Ilana’s eyebrows went up, betraying their surprise.

“I am glad to hear it,” they said, and Marcia’s stomach lurched. Should she have committed herself like that? Too late now.

“But I should warn you, I fear it will be a while before the votes are there. And you must realise that campaigning too energetically risks moving the matter backwards. The Small Council, on the other hand – that may be more straightforward.”

“Without the seats, you’ll be facing the same arguments another ten years down the line,” Ilana said. “We all know that. You must know it too.”

Marcia nodded, slowly. “Yes. But it’s a matter of getting the votes.”

“Your feeling is that the Houses are against this?” Ilana asked.

“I do not think they have thought it through clearly enough,” Marcia said, which they both knew was an evasion. “Of course, in theory, it needs only two votes.”

“One more, then,” Ilana said. Marcia managed not to react outwardly. She was already regretting that impulsive decision to promise Fereno’s vote, but it was too late now.

“Indeed. But in practice…”

“More would be more convincing,” Ilana agreed. “But – let us be frank together, as we have been so far. Do you have another vote?”

Their gaze was direct.

“Not yet,” Marcia said. “But I have not properly started. Something that would help would be if the Guilds were more willing to take House members on.”

“House members are no longer excluded from the Guilds,” Ilana said, mildly.

“No. In theory. And yet I am not aware of any who have been approved, and I know of several who have not.” Ilana knew that as well as she did. “If that were to change, I think it would help create stronger bonds between the Houses and the Guilds, and that could only improve the situation. Even before any formal changes in Council.”

Ilana nodded non-committally. “I will bring the matter up. Informally. Since, you understand, there is no formal problem here.”

“Of course,” Marcia agreed. Well. She’d brought it up, at least. The other thing… She hesitated, then, when Ilana didn’t say anything more, added, “Truly, though, on the other matter. I don’t think the Guilds threatening their own moves will help.”

“That’s not your decision,” Ilana said. “But I understand your point. I will… pass that on. To the relevant people. Quietly.” They smiled slightly. “Both of us need to be able to deny most of this, after all, for now.”

“You don’t think the Guilds will move yet?”

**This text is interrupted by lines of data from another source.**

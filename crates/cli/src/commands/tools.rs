//! `vitae tools` — Show the tool descriptors sent with every LLM call.

pub fn run(json: bool) -> Result<(), Box<dyn std::error::Error>> {
    let definitions = vitae_tools::definitions();

    if json {
        println!("{}", serde_json::to_string_pretty(&definitions)?);
        return Ok(());
    }

    for def in &definitions {
        let required: Vec<&str> = def.parameters["required"]
            .as_array()
            .map(|fields| fields.iter().filter_map(|f| f.as_str()).collect())
            .unwrap_or_default();
        let optional: Vec<&str> = def.parameters["properties"]
            .as_object()
            .map(|props| {
                props
                    .keys()
                    .map(String::as_str)
                    .filter(|k| !required.contains(k))
                    .collect()
            })
            .unwrap_or_default();

        println!("🔧 {}", def.name);
        println!("   {}", def.description);
        println!("   required: {}", required.join(", "));
        if !optional.is_empty() {
            println!("   optional: {}", optional.join(", "));
        }
        println!();
    }

    Ok(())
}
//! Vitae CLI, the main entry point.
//!
//! Commands:
//! - `init`    Write a starter config and background file
//! - `chat`    Interactive chat or single-message mode
//! - `serve`   Start the HTTP chat gateway
//! - `tools`   Show the tool descriptors sent to the model
//! - `doctor`  Diagnose configuration

use std::path::PathBuf;

use clap::{Parser, Subcommand};

mod commands;

#[derive(Parser)]
#[command(
    name = "vitae",
    about = "Vitae: a chat agent that answers questions about your career",
    version,
    author
)]
struct Cli {
    #[command(subcommand)]
    command: Commands,

    /// Enable verbose logging
    #[arg(short, long, global = true)]
    verbose: bool,

    /// Config file to use instead of ~/.vitae/config.toml
    #[arg(short, long, global = true, env = "VITAE_CONFIG")]
    config: Option<PathBuf>,
}

#[derive(Subcommand)]
enum Commands {
    /// Write a starter config and background file
    Init,

    /// Chat as a visitor would
    Chat {
        /// Send a single message instead of entering interactive mode
        #[arg(short, long)]
        message: Option<String>,
    },

    /// Start the HTTP chat gateway
    Serve {
        /// Override the port
        #[arg(short, long)]
        port: Option<u16>,
    },

    /// Show the tools the model can call
    Tools {
        /// Print the raw JSON descriptors
        #[arg(long)]
        json: bool,
    },

    /// Diagnose configuration
    Doctor,
}

#[tokio::main]
async fn main() -> Result<(), Box<dyn std::error::Error>> {
    let cli = Cli::parse();

    let filter = if cli.verbose { "debug" } else { "info" };
    tracing_subscriber::fmt()
        .with_env_filter(
            tracing_subscriber::EnvFilter::try_from_default_env()
                .unwrap_or_else(|_| tracing_subscriber::EnvFilter::new(filter)),
        )
        .with_target(false)
        .init();

    let config_path = cli.config.as_deref();
    match cli.command {
        Commands::Init => commands::init::run(config_path).await?,
        Commands::Chat { message } => commands::chat::run(config_path, message).await?,
        Commands::Serve { port } => commands::serve::run(config_path, port).await?,
        Commands::Tools { json } => commands::tools::run(json)?,
        Commands::Doctor => commands::doctor::run(config_path).await?,
    }

    Ok(())
}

Ilana shook their head. “Not yet. But I think it’s coming. If it can’t be resolved first. I think – we have had enough, is perhaps the best way to put it. The Houses cannot survive without the Guilds, and Marek cannot prosper without us. Whatever the Houses may like to think about their importance.”

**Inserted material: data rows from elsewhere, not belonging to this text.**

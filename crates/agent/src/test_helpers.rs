//! Shared test helpers for conversation-loop tests.

use std::sync::Mutex;

use async_trait::async_trait;
use vitae_core::error::{NotifyError, ProviderError};
use vitae_core::message::{Message, MessageToolCall};
use vitae_core::notifier::Notifier;
use vitae_core::provider::{FinishReason, Provider, ProviderRequest, ProviderResponse, Usage};

/// A mock provider that returns a sequence of scripted responses and keeps
/// every request it was sent.
///
/// Panics if more calls are made than responses provided.
pub struct SequentialMockProvider {
    responses: Mutex<Vec<ProviderResponse>>,
    requests: Mutex<Vec<ProviderRequest>>,
}

impl SequentialMockProvider {
    pub fn new(responses: Vec<ProviderResponse>) -> Self {
        Self {
            responses: Mutex::new(responses),
            requests: Mutex::new(Vec::new()),
        }
    }

    pub fn single_text(text: &str) -> Self {
        Self::new(vec![make_text_response(text)])
    }

    pub fn tool_then_answer(tool_calls: Vec<MessageToolCall>, answer: &str) -> Self {
        Self::new(vec![
            make_tool_call_response(tool_calls),
            make_text_response(answer),
        ])
    }

    pub fn call_count(&self) -> usize {
        self.requests.lock().unwrap().len()
    }

    pub fn requests(&self) -> Vec<ProviderRequest> {
        self.requests.lock().unwrap().clone()
    }
}

#[async_trait]
impl Provider for SequentialMockProvider {
    fn name(&self) -> &str {
        "sequential_mock"
    }

    async fn complete(&self, request: ProviderRequest) -> Result<ProviderResponse, ProviderError> {
        let mut requests = self.requests.lock().unwrap();
        let responses = self.responses.lock().unwrap();
        let index = requests.len();

        if index >= responses.len() {
            panic!(
                "SequentialMockProvider: no more responses (call #{}, have {})",
                index,
                responses.len()
            );
        }

        requests.push(request);
        Ok(responses[index].clone())
    }
}

/// A provider that always fails.
pub struct FailingProvider;

#[async_trait]
impl Provider for FailingProvider {
    fn name(&self) -> &str {
        "failing"
    }

    async fn complete(&self, _request: ProviderRequest) -> Result<ProviderResponse, ProviderError> {
        Err(ProviderError::Network("connection reset".into()))
    }
}

/// Keeps every pushed message instead of sending it.
#[derive(Default)]
pub struct RecordingNotifier {
    pushed: Mutex<Vec<String>>,
}

impl RecordingNotifier {
    pub fn pushed(&self) -> Vec<String> {
        self.pushed.lock().unwrap().clone()
    }
}

#[async_trait]
impl Notifier for RecordingNotifier {
    fn name(&self) -> &str {
        "recording"
    }

    async fn push(&self, message: &str) -> Result<(), NotifyError> {
        self.pushed.lock().unwrap().push(message.to_string());
        Ok(())
    }
}

fn usage() -> Option<Usage> {
    Some(Usage {
        prompt_tokens: 10,
        completion_tokens: 5,
        total_tokens: 15,
    })
}

/// A plain text answer.
pub fn make_text_response(text: &str) -> ProviderResponse {
    ProviderResponse {
        message: Message::assistant(text),
        finish_reason: FinishReason::Stop,
        usage: usage(),
        model: "mock-model".into(),
    }
}

/// An assistant turn that only requests tools.
pub fn make_tool_call_response(tool_calls: Vec<MessageToolCall>) -> ProviderResponse {
    ProviderResponse {
        message: Message::assistant("").with_tool_calls(tool_calls),
        finish_reason: FinishReason::ToolCalls,
        usage: usage(),
        model: "mock-model".into(),
    }
}

/// Helper to create a tool call with a given id.
pub fn make_tool_call(id: &str, name: &str, args: serde_json::Value) -> MessageToolCall {
    MessageToolCall {
        id: id.to_string(),
        name: name.to_string(),
        arguments: serde_json::to_string(&args).unwrap(),
    }
}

Ilana sat back and sipped at their infusion, and Marcia tried to keep her back straight and to look thoughtful, unmoved, the way her mother had taught her.

“Between us,” she said, again. “For now.”

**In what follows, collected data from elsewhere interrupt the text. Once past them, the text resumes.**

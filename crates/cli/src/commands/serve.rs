//! `vitae serve` — Start the HTTP chat gateway.

use std::path::Path;
use std::sync::Arc;

pub async fn run(
    config_path: Option<&Path>,
    port_override: Option<u16>,
) -> Result<(), Box<dyn std::error::Error>> {
    let mut config = super::load_config(config_path)?;

    if let Some(port) = port_override {
        config.gateway.port = port;
    }

    let agent = Arc::new(super::build_agent(&config)?);

    println!("📇 Vitae Gateway");
    println!("   Listening: {}:{}", config.gateway.host, config.gateway.port);
    println!("   Persona:   {}", agent.persona().name());
    println!("   Model:     {}", agent.model());

    vitae_gateway::start(&config.gateway, agent).await?;

    Ok(())
}
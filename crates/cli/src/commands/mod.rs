pub mod chat;
pub mod doctor;
pub mod init;
pub mod serve;
pub mod tools;

use std::path::{Path, PathBuf};
use std::sync::Arc;

use vitae_agent::ConversationLoop;
use vitae_config::AppConfig;
use vitae_core::persona::Persona;
use vitae_notify::PushoverNotifier;
use vitae_providers::OpenAiCompatProvider;

/// The config file a command reads or writes.
pub fn config_file(path: Option<&Path>) -> PathBuf {
    path.map(Path::to_path_buf)
        .unwrap_or_else(|| AppConfig::config_dir().join("config.toml"))
}

pub fn load_config(path: Option<&Path>) -> Result<AppConfig, Box<dyn std::error::Error>> {
    AppConfig::load_with(path).map_err(|e| format!("Failed to load config: {e}").into())
}

/// Wire provider, notifier and persona into a conversation loop.
pub fn build_agent(config: &AppConfig) -> Result<ConversationLoop, Box<dyn std::error::Error>> {
    config.report_credentials();

    let provider = Arc::new(OpenAiCompatProvider::from_config(config)?);
    let notifier = Arc::new(PushoverNotifier::from_config(config)?);
    let persona = Persona::load(
        &config.persona.name,
        Path::new(&config.persona.background_path),
    );

    Ok(ConversationLoop::from_config(config, provider, notifier, persona))
}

Ilana took another sip of their infusion, and nodded. “Between us. But it is good to know that House Fereno supports us.”

Storm and angel. At least Madeleine would be pleased that House Fereno was in good odour with the Guilds for now; but if Marcia couldn’t talk her mother around in time, their reputation would be in tatters. She had time, though. None of this was going to happen immediately.

“And it is good to know that there is a potential future, here, that does not involve open warfare between the Houses and the Guilds,” Ilana concluded.

Marcia winced at the bluntness of it; but she too could see Ilana’s point.

She could avoid that. She had to. Whether or not anyone else saw it, this was Marek’s future at risk.

k k

The Council’s formal return to session was in the early afternoon. There was a great deal of pomp and circumstance involved, including a welcoming speech delivered by the Lord Lieutenant on behalf of Teren and the Archion. The Houses, in their full formal robes, went directly to the Chamber in litters; the Guilds paraded up Marekhill from the Guildhall with their banners carried by hand-picked journeymen.

It was a waste of time, was what it was, but there you were. Marcia would much rather be, for example, arranging to meet with her acquaintance in the Broderers to see if she could persuade them to consider Aden again for journeyman. But she had to sit through this, and there was no point in complaining about it.

“Excessive nonsense,” Madeleine grumbled from where the Heads and Heirs of the Houses were waiting in the foyer of the Chamber. Marcia, looking around at the beautiful carved panelling and the wall-hangings depicting Marek and Teren’s history, tried not to remember facing Daril down here, barely two months ago. Across the room, she saw Daril himself, dark hair neatly tied back, his mouth set in a line, standing next to his father. He glanced over and caught her eye, and she knew that they were both thinking about the same thing. To her surprise, the edge of his mouth tipped up, just very slightly, in the echo of a rueful smile. Marcia looked away. What the hell was that supposed to mean?

“What do you mean, Mother?” she asked, to avoid considering it further.

“This nonsense of parades and what-not,” Madeleine said. “You don’t see the Houses parading around the city, do you?”

“Maybe we should,” Marcia suggested with a shrug.

“For what purpose? We do not need people cheering us to know who we are.”

Madeleine was making the assumption that people would be cheering. Marcia decided not to point that out. A year or so ago, she wouldn’t have noticed the assumption herself. She bit at her lip, then stopped, suppressing a grimace, as the taste reminded her she was wearing facepaint.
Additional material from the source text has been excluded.